Myers further alleges that the programs offered by Defendants were actually used to "erode rational thought processes" so that the Dahn Yoga Masters could sell more programs to participants when they were most susceptible. Complaint at ¶ 56. Myers claims that he, like other Dahn Organization "victims," was targeted because of his vulnerabilities and became isolated from his family and loved ones. Myers recounts several trips and retreats, for which he paid allegedly exorbitant fees, where he participated in exercises intended to induce him to disclose sensitive personal information, which was then transmitted to the Dahn Masters at Myers' local Alexandria chapter, ADYC. This sensitive, personal information was used to exploit him further when he returned home.
In total, Myers claims he spent $23,772 on spiritual healing programs and training sessions. He also claims that he suffered physical injuries at the hands of the Defendants and sustained a variety of financial losses, including the cost of rehabilitation to overcome his indoctrination.
II. LEGAL STANDARD
In order to survive a Fed.R.Civ.P. 12(b)(6) motion to dismiss, a complaint must set forth "a claim for relief that is plausible on its face." Ashcroft v. Iqbal, 129 S. Ct. 1937, 1949 (2009); Bell Atlantic Corp. v. Twombly, 550 U.S. 544, 570 (2007). In that regard, the Court must construe the complaint in the light most favorable to the plaintiff, read the complaint as a whole, and take the facts asserted therein as true. Mylan Lab., Inc. v. Matkari, 7 F.3d 1130, 1134 (4th Cir. 1993). However, "[c]onclusory allegations regarding the legal effect of the facts alleged" need not be accepted. Labram v. Havel, 43 F.3d 918, 921 (4th Cir. 1995). For that reason, a claim is facially plausible "when the plaintiff pleads factual content that allows the court to draw the reasonable inference that the defendant is liable for the misconduct alleged." Iqbal, 129 S. Ct. at 1949; Twombly, 555 U.S. at 556. "A pleading that offers labels and conclusions or a formulaic recitation of the elements of a cause of action will not do." Iqbal, 129 S. Ct. at 1949 (2009); Twombly, 550 U.S. at 555. A complaint is also insufficient if it relies upon "naked assertions devoid of further factual enhancement." Iqbal, 129 S. Ct. at 1949 (internal citations omitted). The central purpose of the complaint is to provide the defendant "fair notice of what the plaintiff's claim is and the grounds upon which it rests," and the plaintiff's legal allegations must be supported by some factual basis sufficient to allow the defendant to prepare a fair response. Twombly, 550 U.S. at 555.

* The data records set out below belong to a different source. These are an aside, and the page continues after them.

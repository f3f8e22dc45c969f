//! Points and bounding boxes in image-surface pixel coordinates.

use serde::{Deserialize, Serialize};

/// A pointer position in surface pixel coordinates.
#[derive(Debug, Clone, Copy, PartialEq, Default, Serialize, Deserialize)]
pub struct Point {
    /// Horizontal position, growing right
    pub x: f64,
    /// Vertical position, growing down
    pub y: f64,
}

impl Point {
    /// Create a point.
    pub const fn new(x: f64, y: f64) -> Self {
        Self { x, y }
    }
}

impl From<(f64, f64)> for Point {
    fn from((x, y): (f64, f64)) -> Self {
        Self { x, y }
    }
}

/// Axis-aligned rectangle enclosing a hit region.
///
/// Derived from the rendered surface, never authoritative. An input whose
/// colours match no pixel has no box at all (`Option::None`), never an
/// empty box at the origin.
#[derive(Debug, Clone, Copy, PartialEq, Serialize, Deserialize)]
pub struct BoundingBox {
    /// Left edge
    pub x: f64,
    /// Top edge
    pub y: f64,
    /// Width, never negative
    pub width: f64,
    /// Height, never negative
    pub height: f64,
}

impl BoundingBox {
    /// Create a box. Negative extents are clamped to zero.
    pub fn new(x: f64, y: f64, width: f64, height: f64) -> Self {
        Self {
            x,
            y,
            width: width.max(0.0),
            height: height.max(0.0),
        }
    }

    /// Square box of half-extent `radius` centred on `centre`.
    pub fn around(centre: Point, radius: f64) -> Self {
        Self::new(
            centre.x - radius,
            centre.y - radius,
            radius * 2.0,
            radius * 2.0,
        )
    }

    /// Box from inclusive min/max pixel indices, as produced by a scan.
    pub fn from_extents(min_x: u32, min_y: u32, max_x: u32, max_y: u32) -> Self {
        let (min_x, max_x) = (f64::from(min_x), f64::from(max_x));
        let (min_y, max_y) = (f64::from(min_y), f64::from(max_y));
        Self::new(min_x, min_y, max_x - min_x, max_y - min_y)
    }

    /// Centre point.
    pub fn centre(&self) -> Point {
        Point::new(self.x + self.width / 2.0, self.y + self.height / 2.0)
    }

    /// Position of `point` relative to the centre, scaled so the box edges
    /// sit at -1 and +1 on each axis.
    ///
    /// Points outside the box produce values beyond that range. A zero
    /// extent on an axis yields 0 on that axis.
    pub fn relative_position(&self, point: Point) -> (f64, f64) {
        let centre = self.centre();
        (
            relative(point.x - centre.x, self.width / 2.0),
            relative(point.y - centre.y, self.height / 2.0),
        )
    }

    /// Whether `point` lies inside or on the edge of the box.
    pub fn contains(&self, point: Point) -> bool {
        point.x >= self.x
            && point.x <= self.x + self.width
            && point.y >= self.y
            && point.y <= self.y + self.height
    }
}

fn relative(offset: f64, half_extent: f64) -> f64 {
    if half_extent > 0.0 {
        offset / half_extent
    } else {
        0.0
    }
}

This basic pleading requirement, applicable to all claims, is further enhanced under Fed.R.Civ.P. 9(b) ("Rule 9(b)"), which requires with respect to fraud claims that a complaint plead "with particularity the circumstances constituting fraud." To satisfy this heightened pleading standard of Rule 9(b), the plaintiff must allege the time, place, and content of the false representations, the person making the representations, and what was gained as a result of the misrepresentations. Harrison v. Westinghouse Savannah River Co., 176 F.3d 776, 784 (4th Cir. 1999). "However, a court should hesitate to dismiss a complaint under Rule 9(b) if the court is satisfied (1) that the defendant has been made aware of the particular circumstances for which he will have to prepare a defense at trial, and (2) that plaintiff has substantial prediscovery evidence of those facts." Proctor v. Metropolitan Money Store Corp., 645 F. Supp. 2d 464, 473 (D. Md. 2009) (internal quotations omitted).
III. ANALYSIS
Defendants move to dismiss counts I-II and counts V-X of the Complaint. The Court addresses each in turn below.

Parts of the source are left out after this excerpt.